BRIEF:
All of the entries are to be written out again verbatim.

EXERCISE MATERIALS:
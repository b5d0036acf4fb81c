//! Privileged-role checks.

use std::str::FromStr;

use warden_interface::{Address, Category, FactModel, Outcome, Rule, RuleId, Severity};

use crate::catalog_id;

/// Extension parameter holding the upgrade admin account, as a hex address.
pub const UPGRADE_ADMIN_KEY: &str = "upgrade_admin";
/// Extension parameter holding the sequencer admin account, as a hex address.
pub const SEQUENCER_ADMIN_KEY: &str = "sequencer_admin";

/// Fails when the upgrade admin and the sequencer admin are the same
/// account. A single key that can both reorder transactions and change
/// the code defeats the separation the two roles are meant to provide.
pub struct AdminSeparation {
    id: RuleId,
}

impl AdminSeparation {
    /// Rule id: `access-control.admin-separation`.
    pub fn new() -> Self {
        Self {
            id: catalog_id(Category::AccessControl, "admin-separation"),
        }
    }

    fn admin(facts: &FactModel, key: &str) -> Result<Address, Outcome> {
        let text = match facts.text_param(key) {
            Some(text) => text,
            None => {
                return Err(Outcome::not_applicable(format!(
                    "parameter '{}' absent",
                    key
                )))
            }
        };
        Address::from_str(text).map_err(|_| {
            Outcome::inconclusive(format!("parameter '{}' is not a valid address", key))
        })
    }
}

impl Default for AdminSeparation {
    fn default() -> Self {
        Self::new()
    }
}

impl Rule for AdminSeparation {
    fn id(&self) -> &RuleId {
        &self.id
    }

    fn title(&self) -> &str {
        "upgrade and sequencer admins are distinct"
    }

    fn category(&self) -> Category {
        Category::AccessControl
    }

    fn default_severity(&self) -> Severity {
        Severity::High
    }

    fn evaluate(&self, facts: &FactModel) -> Outcome {
        let upgrade_admin = match Self::admin(facts, UPGRADE_ADMIN_KEY) {
            Ok(admin) => admin,
            Err(outcome) => return outcome,
        };
        let sequencer_admin = match Self::admin(facts, SEQUENCER_ADMIN_KEY) {
            Ok(admin) => admin,
            Err(outcome) => return outcome,
        };
        if upgrade_admin == sequencer_admin {
            Outcome::fail("upgrade admin and sequencer admin are the same account")
        } else {
            Outcome::Pass
        }
    }
}

#[cfg(test)]
mod tests {
    use warden_interface::mocks::{healthy_builder, mock_address};

    use super::*;

    #[test]
    fn distinct_admins_pass() {
        let facts = healthy_builder().build().unwrap();
        assert!(AdminSeparation::new().evaluate(&facts).is_pass());
    }

    #[test]
    fn shared_admin_fails() {
        let shared = mock_address(7).to_string();
        let facts = healthy_builder()
            .param(UPGRADE_ADMIN_KEY, shared.clone())
            .param(SEQUENCER_ADMIN_KEY, shared)
            .build()
            .unwrap();
        match AdminSeparation::new().evaluate(&facts) {
            Outcome::Fail(violation) => assert_eq!(
                violation.detail,
                "upgrade admin and sequencer admin are the same account"
            ),
            other => panic!("expected Fail, got {:?}", other),
        }
    }

    #[test]
    fn missing_admin_is_not_applicable() {
        let bare = warden_interface::FactModel::builder(
            warden_interface::ChainId::new(1),
            warden_interface::Timestamp::from_secs(1_700_000_000),
        )
        .build()
        .unwrap();
        assert!(matches!(
            AdminSeparation::new().evaluate(&bare),
            Outcome::NotApplicable(_)
        ));
    }

    #[test]
    fn malformed_admin_is_inconclusive() {
        let facts = healthy_builder()
            .param(UPGRADE_ADMIN_KEY, "not-an-address")
            .build()
            .unwrap();
        assert!(matches!(
            AdminSeparation::new().evaluate(&facts),
            Outcome::Inconclusive(_)
        ));
    }
}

WRITTEN SOLUTION:
repository b5d0036acf4fb81c
//! Privileged-role checks.

use std::str::FromStr;

use warden_interface::{Address, Category, FactModel, Outcome, Rule, RuleId, Severity};

use crate::catalog_id;

/// Extension parameter holding the upgrade admin account, as a hex address.
pub const UPGRADE_ADMIN_KEY: &str = "upgrade_admin";
/// Extension parameter holding the sequencer admin account, as a hex address.
pub const SEQUENCER_ADMIN_KEY: &str = "sequencer_admin";

/// Fails when the upgrade admin and the sequencer admin are the same
/// account. A single key that can both reorder transactions and change
/// the code defeats the separation the two roles are meant to provide.
pub struct AdminSeparation {
    id: RuleId,
}

impl AdminSeparation {
    /// Rule id: `access-control.admin-separation`.
    pub fn new() -> Self {
        Self {
            id: catalog_id(Category::AccessControl, "admin-separation"),
        }
    }

    fn admin(facts: &FactModel, key: &str) -> Result<Address, Outcome> {
        let text = match facts.text_param(key) {
            Some(text) => text,
            None => {
                return Err(Outcome::not_applicable(format!(
                    "parameter '{}' absent",
                    key
                )))
            }
        };
        Address::from_str(text).map_err(|_| {
            Outcome::inconclusive(format!("parameter '{}' is not a valid address", key))
        })
    }
}

impl Default for AdminSeparation {
    fn default() -> Self {
        Self::new()
    }
}

impl Rule for AdminSeparation {
    fn id(&self) -> &RuleId {
        &self.id
    }

    fn title(&self) -> &str {
        "upgrade and sequencer admins are distinct"
    }

    fn category(&self) -> Category {
        Category::AccessControl
    }

    fn default_severity(&self) -> Severity {
        Severity::High
    }

    fn evaluate(&self, facts: &FactModel) -> Outcome {
        let upgrade_admin = match Self::admin(facts, UPGRADE_ADMIN_KEY) {
            Ok(admin) => admin,
            Err(outcome) => return outcome,
        };
        let sequencer_admin = match Self::admin(facts, SEQUENCER_ADMIN_KEY) {
            Ok(admin) => admin,
            Err(outcome) => return outcome,
        };
        if upgrade_admin == sequencer_admin {
            Outcome::fail("upgrade admin and sequencer admin are the same account")
        } else {
            Outcome::Pass
        }
    }
}

#[cfg(test)]
mod tests {
    use warden_interface::mocks::{healthy_builder, mock_address};

    use super::*;

    #[test]
    fn distinct_admins_pass() {
        let facts = healthy_builder().build().unwrap();
        assert!(AdminSeparation::new().evaluate(&facts).is_pass());
    }

    #[test]
    fn shared_admin_fails() {
        let shared = mock_address(7).to_string();
        let facts = healthy_builder()
            .param(UPGRADE_ADMIN_KEY, shared.clone())
            .param(SEQUENCER_ADMIN_KEY, shared)
            .build()
            .unwrap();
        match AdminSeparation::new().evaluate(&facts) {
            Outcome::Fail(violation) => assert_eq!(
                violation.detail,
                "upgrade admin and sequencer admin are the same account"
            ),
            other => panic!("expected Fail, got {:?}", other),
        }
    }

    #[test]
    fn missing_admin_is_not_applicable() {
        let bare = warden_interface::FactModel::builder(
            warden_interface::ChainId::new(1),
            warden_interface::Timestamp::from_secs(1_700_000_000),
        )
        .build()
        .unwrap();
        assert!(matches!(
            AdminSeparation::new().evaluate(&bare),
            Outcome::NotApplicable(_)
        ));
    }

    #[test]
    fn malformed_admin_is_inconclusive() {
        let facts = healthy_builder()
            .param(UPGRADE_ADMIN_KEY, "not-an-address")
            .build()
            .unwrap();
        assert!(matches!(
            AdminSeparation::new().evaluate(&facts),
            Outcome::Inconclusive(_)
        ));
    }
}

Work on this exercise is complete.